use cloudgraph_client::network::{
    IpConfiguration, LoadBalancer, NetworkInterface, NetworkSecurityGroup, PublicIpAddress,
    Subnet, VirtualNetwork,
};
use cloudgraph_shared::{Entity, Relationship, Result};

use super::constants::*;
use crate::resource_id::resource_group_name;
use crate::steps::{ArmResource, resource_key};
use crate::web_linker::WebLinker;

/// Public addresses of the configurations that carry one, in order.
fn public_ip_addresses(configurations: &[IpConfiguration]) -> Vec<&str> {
    configurations
        .iter()
        .filter_map(|c| c.properties.public_ip_address.as_ref())
        .filter_map(PublicIpAddress::ip_address)
        .collect()
}

fn private_ip_addresses(configurations: &[IpConfiguration]) -> Vec<&str> {
    configurations
        .iter()
        .filter_map(|c| c.properties.private_ip_address.as_deref())
        .collect()
}

/// `"{name} ({cidr})"`, or just the name without a CIDR.
fn network_display_name(name: Option<&str>, cidr: Option<&str>) -> Option<String> {
    match (name, cidr) {
        (Some(name), Some(cidr)) => Some(format!("{name} ({cidr})")),
        (name, _) => name.map(str::to_string),
    }
}

pub fn create_load_balancer_entity(linker: &WebLinker, lb: &LoadBalancer) -> Result<Entity> {
    let frontends = &lb.properties.frontend_ip_configurations;
    let public_ip = public_ip_addresses(frontends);
    let private_ip = private_ip_addresses(frontends);

    let entity = ArmResource {
        id: lb.id.as_deref(),
        name: lb.name.as_deref(),
        resource_type: lb.resource_type.as_deref(),
        location: lb.location.as_deref(),
        tags: lb.tags.as_ref(),
    }
    .entity(&LOAD_BALANCER_ENTITY, linker, &[])?;

    Ok(entity
        .with("category", ["network"])
        .with("function", ["load-balancing"])
        .with("resourceGuid", &lb.properties.resource_guid)
        .with("public", !public_ip.is_empty())
        .with("publicIp", public_ip)
        .with("privateIp", private_ip)
        .with_raw_data("default", lb))
}

pub fn create_network_interface_entity(
    linker: &WebLinker,
    nic: &NetworkInterface,
) -> Result<Entity> {
    let properties = &nic.properties;
    let private_ip = private_ip_addresses(&properties.ip_configurations);

    let entity = ArmResource {
        id: nic.id.as_deref(),
        name: nic.name.as_deref(),
        resource_type: nic.resource_type.as_deref(),
        location: nic.location.as_deref(),
        tags: nic.tags.as_ref(),
    }
    .entity(&NETWORK_INTERFACE_ENTITY, linker, &[])?;

    Ok(entity
        .with("resourceGuid", &properties.resource_guid)
        .with("privateIp", &private_ip)
        .with("privateIpAddress", &private_ip)
        .with("macAddress", &properties.mac_address)
        .with(
            "securityGroupId",
            properties.network_security_group.as_ref().and_then(|g| g.id.as_deref()),
        )
        .with(
            "virtualMachineId",
            properties.virtual_machine.as_ref().and_then(|vm| vm.id.as_deref()),
        )
        .with("ipForwarding", properties.enable_ip_forwarding)
        .with_raw_data("default", nic))
}

pub fn create_public_ip_address_entity(
    linker: &WebLinker,
    address: &PublicIpAddress,
) -> Result<Entity> {
    let entity = ArmResource {
        id: address.id.as_deref(),
        name: address.name.as_deref(),
        resource_type: address.resource_type.as_deref(),
        location: address.location.as_deref(),
        tags: address.tags.as_ref(),
    }
    .entity(&PUBLIC_IP_ADDRESS_ENTITY, linker, &[])?;

    Ok(entity
        .with("resourceGuid", &address.properties.resource_guid)
        .with("publicIp", address.ip_address())
        .with("publicIpAddress", address.ip_address())
        .with("public", true)
        .with("sku", address.sku.as_ref().and_then(|s| s.name.as_deref()))
        .with_raw_data("default", address))
}

pub fn create_virtual_network_entity(linker: &WebLinker, vnet: &VirtualNetwork) -> Result<Entity> {
    let cidr = vnet.cidr();
    let entity = ArmResource {
        id: vnet.id.as_deref(),
        name: vnet.name.as_deref(),
        resource_type: vnet.resource_type.as_deref(),
        location: vnet.location.as_deref(),
        tags: vnet.tags.as_ref(),
    }
    .entity(&VIRTUAL_NETWORK_ENTITY, linker, &["environment"])?;

    Ok(entity
        .with("displayName", network_display_name(vnet.name.as_deref(), cidr))
        .with("CIDR", cidr)
        .with("public", false)
        .with("internal", true)
        .with_raw_data("default", vnet))
}

/// Subnets carry no tags or location of their own; both come from the vnet.
pub fn create_subnet_entity(
    linker: &WebLinker,
    vnet: &VirtualNetwork,
    subnet: &Subnet,
) -> Result<Entity> {
    let key = resource_key(subnet.id.as_deref(), &SUBNET_ENTITY)?;
    let cidr = subnet.properties.address_prefix.as_deref();
    let environment = vnet.tags.as_ref().and_then(|tags| tags.get("environment"));

    Ok(Entity::new(key, &SUBNET_ENTITY)
        .with("id", &subnet.id)
        .with("name", &subnet.name)
        .with("displayName", network_display_name(subnet.name.as_deref(), cidr))
        .with("CIDR", cidr)
        .with("public", false)
        .with("internal", true)
        .with("region", &vnet.location)
        .with("resourceGroup", subnet.id.as_deref().and_then(resource_group_name))
        .with("environment", environment)
        .with("webLink", linker.portal_resource_url(subnet.id.as_deref()))
        .with_raw_data("default", subnet))
}

pub fn create_network_security_group_entity(
    linker: &WebLinker,
    nsg: &NetworkSecurityGroup,
) -> Result<Entity> {
    let mut category = Vec::new();
    if !nsg.properties.subnets.is_empty() {
        category.push("network");
    }
    if !nsg.properties.network_interfaces.is_empty() {
        category.push("host");
    }

    let entity = ArmResource {
        id: nsg.id.as_deref(),
        name: nsg.name.as_deref(),
        resource_type: nsg.resource_type.as_deref(),
        location: nsg.location.as_deref(),
        tags: nsg.tags.as_ref(),
    }
    .entity(&SECURITY_GROUP_ENTITY, linker, &["environment"])?;

    Ok(entity
        .with("category", category)
        .with("resourceGuid", &nsg.properties.resource_guid)
        .with_raw_data("default", nsg))
}

pub fn create_virtual_network_subnet_relationship(vnet: &Entity, subnet: &Entity) -> Relationship {
    VIRTUAL_NETWORK_CONTAINS_SUBNET.create(&vnet.key, &subnet.key)
}

#[cfg(test)]
mod tests {
    use super::*;
    use cloudgraph_client::SubResource;
    use cloudgraph_client::network::{
        AddressSpace, IpConfigurationProperties, LoadBalancerProperties,
        NetworkSecurityGroupProperties, PublicIpAddressProperties, SubnetProperties,
        VirtualNetworkProperties,
    };

    const RG: &str = "/subscriptions/s1/resourceGroups/j1dev/providers/Microsoft.Network";

    fn linker() -> WebLinker {
        WebLinker::new(Some("contoso.com"))
    }

    fn sub_resource(id: &str) -> SubResource {
        SubResource {
            id: Some(id.into()),
        }
    }

    fn frontend(private: Option<&str>, public: Option<Option<&str>>) -> IpConfiguration {
        IpConfiguration {
            properties: IpConfigurationProperties {
                private_ip_address: private.map(str::to_string),
                public_ip_address: public.map(|address| PublicIpAddress {
                    properties: PublicIpAddressProperties {
                        ip_address: address.map(str::to_string),
                        ..Default::default()
                    },
                    ..Default::default()
                }),
                ..Default::default()
            },
            ..Default::default()
        }
    }

    fn load_balancer(frontends: Vec<IpConfiguration>) -> LoadBalancer {
        LoadBalancer {
            id: Some(format!("{RG}/loadBalancers/lb1")),
            name: Some("lb1".into()),
            location: Some("eastus".into()),
            properties: LoadBalancerProperties {
                frontend_ip_configurations: frontends,
                ..Default::default()
            },
            ..Default::default()
        }
    }

    #[test]
    fn load_balancer_with_one_public_frontend() {
        let lb = load_balancer(vec![
            frontend(Some("10.0.0.4"), None),
            frontend(None, Some(Some("1.2.3.4"))),
        ]);
        let entity = create_load_balancer_entity(&linker(), &lb).unwrap();

        assert_eq!(entity.class, vec!["Gateway"]);
        assert_eq!(entity.property("publicIp"), Some(&serde_json::json!(["1.2.3.4"])));
        assert_eq!(entity.property("privateIp"), Some(&serde_json::json!(["10.0.0.4"])));
        assert_eq!(entity.property("public"), Some(&serde_json::json!(true)));
        assert_eq!(entity.property("category"), Some(&serde_json::json!(["network"])));
        assert_eq!(entity.property("function"), Some(&serde_json::json!(["load-balancing"])));
        assert_eq!(entity.str_property("resourceGroup"), Some("j1dev"));
    }

    #[test]
    fn load_balancer_public_sub_object_without_address() {
        let lb = load_balancer(vec![frontend(Some("10.0.0.4"), Some(None))]);
        let entity = create_load_balancer_entity(&linker(), &lb).unwrap();

        assert_eq!(entity.property("publicIp"), Some(&serde_json::json!([])));
        assert_eq!(entity.property("public"), Some(&serde_json::json!(false)));
    }

    #[test]
    fn network_interface_fields() {
        let nic = NetworkInterface {
            id: Some(format!("{RG}/networkInterfaces/nic1")),
            name: Some("nic1".into()),
            properties: cloudgraph_client::network::NetworkInterfaceProperties {
                ip_configurations: vec![frontend(Some("10.0.0.5"), None)],
                mac_address: Some("00-0D-3A-1B-C7-21".into()),
                enable_ip_forwarding: Some(false),
                network_security_group: Some(sub_resource(&format!(
                    "{RG}/networkSecurityGroups/nsg1"
                ))),
                ..Default::default()
            },
            ..Default::default()
        };

        let entity = create_network_interface_entity(&linker(), &nic).unwrap();
        assert_eq!(entity.property("privateIp"), Some(&serde_json::json!(["10.0.0.5"])));
        assert_eq!(entity.property("privateIpAddress"), Some(&serde_json::json!(["10.0.0.5"])));
        assert_eq!(entity.str_property("macAddress"), Some("00-0D-3A-1B-C7-21"));
        assert_eq!(entity.property("ipForwarding"), Some(&serde_json::json!(false)));
        assert!(entity.str_property("securityGroupId").unwrap().ends_with("/nsg1"));
        assert!(entity.property("virtualMachineId").is_none());
        assert!(entity.property("publicIp").is_none());
        assert_eq!(entity.raw_data[0].name, "default");
    }

    #[test]
    fn public_ip_address_fields() {
        let address = PublicIpAddress {
            id: Some(format!("{RG}/publicIPAddresses/ip1")),
            name: Some("ip1".into()),
            sku: Some(cloudgraph_client::network::Sku {
                name: Some("Basic".into()),
                tier: None,
            }),
            properties: PublicIpAddressProperties {
                ip_address: Some("52.1.2.3".into()),
                ..Default::default()
            },
            ..Default::default()
        };

        let entity = create_public_ip_address_entity(&linker(), &address).unwrap();
        assert_eq!(entity.class, vec!["IpAddress"]);
        assert_eq!(entity.str_property("publicIp"), Some("52.1.2.3"));
        assert_eq!(entity.str_property("publicIpAddress"), Some("52.1.2.3"));
        assert_eq!(entity.property("public"), Some(&serde_json::json!(true)));
        assert_eq!(entity.str_property("sku"), Some("Basic"));
    }

    fn vnet(prefixes: &[&str], environment: Option<&str>) -> VirtualNetwork {
        VirtualNetwork {
            id: Some(format!("{RG}/virtualNetworks/vnet1")),
            name: Some("vnet1".into()),
            location: Some("eastus".into()),
            tags: environment.map(|env| [("environment".to_string(), env.to_string())].into()),
            properties: VirtualNetworkProperties {
                address_space: Some(AddressSpace {
                    address_prefixes: prefixes.iter().map(|p| p.to_string()).collect(),
                }),
                ..Default::default()
            },
            ..Default::default()
        }
    }

    #[test]
    fn virtual_network_cidr_and_display_name() {
        let entity =
            create_virtual_network_entity(&linker(), &vnet(&["10.0.0.0/16", "10.1.0.0/16"], Some("prod")))
                .unwrap();
        assert_eq!(entity.str_property("CIDR"), Some("10.0.0.0/16"));
        assert_eq!(entity.display_name(), Some("vnet1 (10.0.0.0/16)"));
        assert_eq!(entity.str_property("environment"), Some("prod"));
        assert_eq!(entity.property("internal"), Some(&serde_json::json!(true)));

        let bare = create_virtual_network_entity(&linker(), &vnet(&[], None)).unwrap();
        assert_eq!(bare.display_name(), Some("vnet1"));
        assert!(bare.property("CIDR").is_none());
        assert!(bare.property("environment").is_none());
    }

    #[test]
    fn subnet_takes_region_and_environment_from_vnet() {
        let parent = vnet(&["10.0.0.0/16"], Some("prod"));
        let subnet = Subnet {
            id: Some(format!("{RG}/virtualNetworks/vnet1/subnets/default")),
            name: Some("default".into()),
            properties: SubnetProperties {
                address_prefix: Some("10.0.1.0/24".into()),
                ..Default::default()
            },
        };

        let entity = create_subnet_entity(&linker(), &parent, &subnet).unwrap();
        assert_eq!(entity.display_name(), Some("default (10.0.1.0/24)"));
        assert_eq!(entity.str_property("region"), Some("eastus"));
        assert_eq!(entity.str_property("environment"), Some("prod"));
        assert_eq!(entity.str_property("resourceGroup"), Some("j1dev"));

        let vnet_entity = create_virtual_network_entity(&linker(), &parent).unwrap();
        let rel = create_virtual_network_subnet_relationship(&vnet_entity, &entity);
        assert_eq!(rel.rel_type, "azure_vnet_contains_subnet");
    }

    fn nsg(subnets: usize, interfaces: usize) -> NetworkSecurityGroup {
        NetworkSecurityGroup {
            id: Some(format!("{RG}/networkSecurityGroups/nsg1")),
            name: Some("nsg1".into()),
            properties: NetworkSecurityGroupProperties {
                subnets: (0..subnets)
                    .map(|i| sub_resource(&format!("{RG}/virtualNetworks/v/subnets/s{i}")))
                    .collect(),
                network_interfaces: (0..interfaces)
                    .map(|i| sub_resource(&format!("{RG}/networkInterfaces/nic{i}")))
                    .collect(),
                ..Default::default()
            },
            ..Default::default()
        }
    }

    #[test]
    fn security_group_category_follows_attachments() {
        let category = |group: NetworkSecurityGroup| {
            create_network_security_group_entity(&linker(), &group)
                .unwrap()
                .property("category")
                .cloned()
        };

        assert_eq!(category(nsg(1, 0)), Some(serde_json::json!(["network"])));
        assert_eq!(category(nsg(1, 2)), Some(serde_json::json!(["network", "host"])));
        assert_eq!(category(nsg(0, 1)), Some(serde_json::json!(["host"])));
        assert_eq!(category(nsg(0, 0)), Some(serde_json::json!([])));
    }
}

· · · · ·

DIRECTIONS
Wherever a line in the data above holds the word "AddressSpace", copy that line.

ANSWER TO THIS TASK
        AddressSpace, IpConfigurationProperties, LoadBalancerProperties,
                address_space: Some(AddressSpace {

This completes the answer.